◆ WORK TO BE COMPLETED ◆
Go over the entries and report the lines where the word "return" occurs.
(GIVEN RECORDS begins)
//! Server configuration

use serde::Deserialize;
use std::net::SocketAddr;
use std::time::Duration;

use super::error::ValidationError;

/// Server configuration
#[derive(Debug, Clone, Deserialize)]
pub struct ServerConfig {
    /// Host address to bind to
    #[serde(default = "default_host")]
    pub host: String,

    /// Port to listen on
    #[serde(default = "default_port")]
    pub port: u16,

    /// Environment name
    #[serde(default = "default_environment")]
    pub environment: Environment,

    /// Rust log filter directive
    #[serde(default = "default_log_level")]
    pub log_level: String,

    /// Request timeout in seconds
    #[serde(default = "default_request_timeout")]
    pub request_timeout_secs: u64,

    /// CORS allowed origins (comma-separated)
    pub cors_origins: Option<String>,

    /// Path prefix every route is nested under
    #[serde(default = "default_base_path")]
    pub base_path: String,
}

/// Application environment
#[derive(Debug, Clone, Deserialize, PartialEq, Eq, Default)]
#[serde(rename_all = "lowercase")]
pub enum Environment {
    #[default]
    Development,
    Staging,
    Production,
}

impl ServerConfig {
    /// Get the socket address to bind to
    pub fn socket_addr(&self) -> Result<SocketAddr, ValidationError> {
        let addr = format!("{}:{}", self.host, self.port);
        addr.parse()
            .map_err(|_| ValidationError::InvalidAddress(addr))
    }

    /// Check if running in production
    pub fn is_production(&self) -> bool {
        self.environment == Environment::Production
    }

    pub fn request_timeout(&self) -> Duration {
        Duration::from_secs(self.request_timeout_secs)
    }

    /// Get CORS origins as a vector
    pub fn cors_origins_list(&self) -> Vec<String> {
        self.cors_origins
            .as_ref()
            .map(|s| {
                s.split(',')
                    .map(|s| s.trim().to_string())
                    .filter(|s| !s.is_empty())
                    .collect()
            })
            .unwrap_or_default()
    }

    /// Validate server configuration
    pub fn validate(&self) -> Result<(), ValidationError> {
        if self.port == 0 {
            return Err(ValidationError::InvalidPort);
        }
        if self.request_timeout_secs == 0 || self.request_timeout_secs > 300 {
            return Err(ValidationError::InvalidTimeout);
        }
        let trailing_slash = self.base_path.len() > 1 && self.base_path.ends_with('/');
        if !self.base_path.starts_with('/') || trailing_slash {
            return Err(ValidationError::InvalidBasePath);
        }
        self.socket_addr()?;
        Ok(())
    }
}

impl Default for ServerConfig {
    fn default() -> Self {
        Self {
            host: default_host(),
            port: default_port(),
            environment: default_environment(),
            log_level: default_log_level(),
            request_timeout_secs: default_request_timeout(),
            cors_origins: None,
            base_path: default_base_path(),
        }
    }
}

fn default_host() -> String {
    "0.0.0.0".to_string()
}

fn default_port() -> u16 {
    8080
}

fn default_environment() -> Environment {
    Environment::Development
}

fn default_log_level() -> String {
    "info,personal_blog=debug,tower_http=debug".to_string()
}

fn default_request_timeout() -> u64 {
    30
}

fn default_base_path() -> String {
    "/personal-blog".to_string()
}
(GIVEN RECORDS ends)
◆ SOLUTION ◆
            return Err(ValidationError::InvalidPort);
            return Err(ValidationError::InvalidTimeout);
            return Err(ValidationError::InvalidBasePath);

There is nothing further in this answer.